Concat enum of strings into one string
Jonathan M Davis
newsgroup.d at jmdavisprog.com
Tue Aug 14 19:58:47 UTC 2018
On Tuesday, August 14, 2018 8:37:33 AM MDT Andrey via Digitalmars-d-learn
wrote:
> On Tuesday, 14 August 2018 at 14:07:23 UTC, Timoses wrote:
> > Here's one version:
> >
> > template StringEnumValues(alias Enum)
> > {
> >
> > import std.traits : EnumMembers;
> > string[] StringEnumValues()
> > {
> >
> > string[] enumValues;
> >
> > static foreach (member; EnumMembers!Enum)
> >
> > enumValues ~= member;
> >
> > return enumValues;
> >
> > }
> >
> > }
> >
> > import std.string : join;
> > pragma(msg, StringEnumValues!Type.join(" "));
>
> Thank you. Hmm, I thought that standard library already has this
> stuff.
Phobos isn't generally going to have super-specific stuff like a function
for taking an enum type and giving you a string containing the names of all
of its members separated by a single space. Rather, it has building blocks
for doing stuff like that. EnumMembers is one of those building blocks, and
as vit showed in his post, its possible to use map instead of a loop like is
done here. So, getting compact code is often a question of figuring out
which building blocks get you what you want. But it's frequently the case
that you need several traits, functions, and/or templates to get where you
want to go. For metaprogramming, std.traits and std.meta are the main places
to look, whereas for operating on runtime values (or using CTFE instead of
template metaprogramming), std.range and std.algorithm are the main places
to look, though depending on what you're doing, pretty much anywhere in
Phobos could be useful. It's just that std.range and std.algorithm are where
the most generic stuff is (as opposed to something like std.string which is
specific to strings or std.file which has file-specific operations).

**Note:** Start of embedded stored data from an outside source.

//! Tile server binary.

use std::net::SocketAddr;
use std::sync::Arc;

use anyhow::{Context, Result};
use clap::Parser;
use tracing::{info, warn};
use tracing_subscriber::EnvFilter;

use inspire_tiles::config::Config;
use inspire_tiles::server::{self, AppState};
use inspire_tiles::{FieldCache, LayerRegistry, PgBackend};

#[tokio::main]
async fn main() -> Result<()> {
    // Load environment variables from .env file
    dotenvy::dotenv().ok();

    let config = Config::parse();

    let filter = EnvFilter::try_from_default_env()
        .unwrap_or_else(|_| EnvFilter::new(&config.log_level));
    tracing_subscriber::fmt().with_env_filter(filter).init();

    let zoom_range = config.zoom_range()?;
    let registry = match &config.layers {
        Some(path) => LayerRegistry::from_path(path)
            .with_context(|| format!("loading layers from {}", path.display()))?,
        None => LayerRegistry::builtin().context("loading built-in layers")?,
    };
    info!(layers = ?registry.names(), "layer registry loaded");

    let backend = PgBackend::connect(&config.database_url, &config.backend_options())
        .await
        .context("connecting to database")?;

    // No layer is served with an incomplete attribute list
    let fields = FieldCache::populate(&registry, &backend).await?;

    let state = Arc::new(AppState {
        registry,
        fields,
        zoom_range,
        backend: Arc::new(backend.clone()),
        public_url: config.public_url.clone(),
    });
    let app = server::router(state);

    if config.public_url.is_none() {
        warn!("--public-url is not set; TileJSON tile URLs follow the request Host header");
    }

    let addr: SocketAddr = config.listen.parse()?;
    info!(address = %addr, min_zoom = zoom_range.min(), max_zoom = zoom_range.max(), "Listening");

    let listener = tokio::net::TcpListener::bind(addr).await?;
    axum::serve(listener, app)
        .with_graceful_shutdown(shutdown_signal())
        .await?;

    backend.close().await;
    info!("Shut down");

    Ok(())
}

async fn shutdown_signal() {
    if let Err(err) = tokio::signal::ctrl_c().await {
        tracing::error!("unable to listen for shutdown signal: {}", err);
    }
}
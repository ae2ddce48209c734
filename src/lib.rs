//! # INSPIRE Tiles
//!
//! An XYZ tile server over a PostGIS database.
//!
//! ## Current features
//!
//! Given a PostGIS database holding the INSPIRE index polygons (or any other
//! table a layer document points at), this crate serves each layer as
//!
//! * GeoJSON FeatureCollections (`/{layer}/{z}/{x}/{y}.json`), and
//! * Mapbox Vector Tiles (`/{layer}/{z}/{x}/{y}.mvt`),
//!
//! along with TileJSON documents (`/{layer}/{format}.json`) for map clients.
//!
//! ## Known Limitations
//!
//! All spatial work (filtering, reprojection, clipping and MVT encoding) is
//! delegated to PostGIS; this crate only validates requests, computes tile
//! envelopes and composes SQL. Layer attribute columns are discovered once at
//! startup, so schema changes require a restart. There is no tile cache.

#![deny(warnings)]

pub mod backend;
pub mod config;
pub mod error;
pub mod fields;
pub mod format;
pub mod layer;
pub mod metadata;
pub mod query;
pub mod server;
pub mod tile;

pub use backend::{PgBackend, PgBackendOptions, TileBackend};
pub use error::{BackendError, LayerError, TileError};
pub use fields::FieldCache;
pub use format::{OutputFormat, TileFormat};
pub use layer::{Layer, LayerRegistry};
pub use tile::{BoundingBox, TileCoordinate, ZoomRange, ZoomRangeError};
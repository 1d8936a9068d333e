//! Error types for guard registration and confirmation.
//!
//! Errors never escape an evaluation: the protocol turns every
//! [`GuardError`] raised by a guard into a denial (fail-closed) and logs it.
//! They surface to application code only where the caller can act on them,
//! such as registering a guard after its provider has been torn down.
//!
//! # Examples
//!
//! ```
//! use navigation_guard::GuardError;
//!
//! let err = GuardError::callback("form state unavailable");
//! assert_eq!(err.to_string(), "guard callback failed: form state unavailable");
//! assert!(!err.is_misuse());
//! assert!(GuardError::NoProvider.is_misuse());
//! ```

use thiserror::Error;

/// Failures raised while registering or consulting a navigation guard.
#[derive(Debug, Clone, PartialEq, Eq, Error)]
pub enum GuardError {
    /// A guard was registered through a scope whose provider no longer exists.
    #[error("navigation guard used outside of an active NavigationGuardProvider")]
    NoProvider,

    /// The guard was asked to confirm while an earlier confirmation is unresolved.
    #[error("guard already has a pending confirmation")]
    ConfirmationPending,

    /// The pending confirmation was dropped without being accepted or rejected.
    #[error("pending confirmation was dropped before it was resolved")]
    ConfirmationDropped,

    /// A user-supplied confirm callback failed.
    #[error("guard callback failed: {message}")]
    Callback {
        /// Human-readable failure description.
        message: String,
    },

    /// A collaborator needed by an adapter is missing in this host.
    #[error("{what} is unavailable in this environment")]
    Unavailable {
        /// Name of the missing collaborator.
        what: &'static str,
    },
}

impl GuardError {
    /// Build a [`GuardError::Callback`] from any displayable message.
    pub fn callback(message: impl Into<String>) -> Self {
        Self::Callback {
            message: message.into(),
        }
    }

    /// Whether the error reports misuse of the registration API rather than
    /// a guard declining or failing during evaluation.
    pub fn is_misuse(&self) -> bool {
        matches!(self, Self::NoProvider)
    }
}

/// Convenience alias for results carrying a [`GuardError`].
pub type GuardResult<T> = Result<T, GuardError>;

At first, you're likely to end up with code that looks more like what
Timoses suggested, and over time, it will become easier to come up with
solutions closer to what vit suggested, and it probably won't be uncommon to
start off with a more verbose solution and then end up with a more compact
one later when you figure out how a particular piece of Phobos can be used
to solve the problem in less space. But there's enough in Phobos (even
std.algorithm alone) that it's not all that hard to not realize that
something that's perfect for your problem is in there. It is usually a
building block towards the solution though rather than a function that does
exactly what you want at the high level.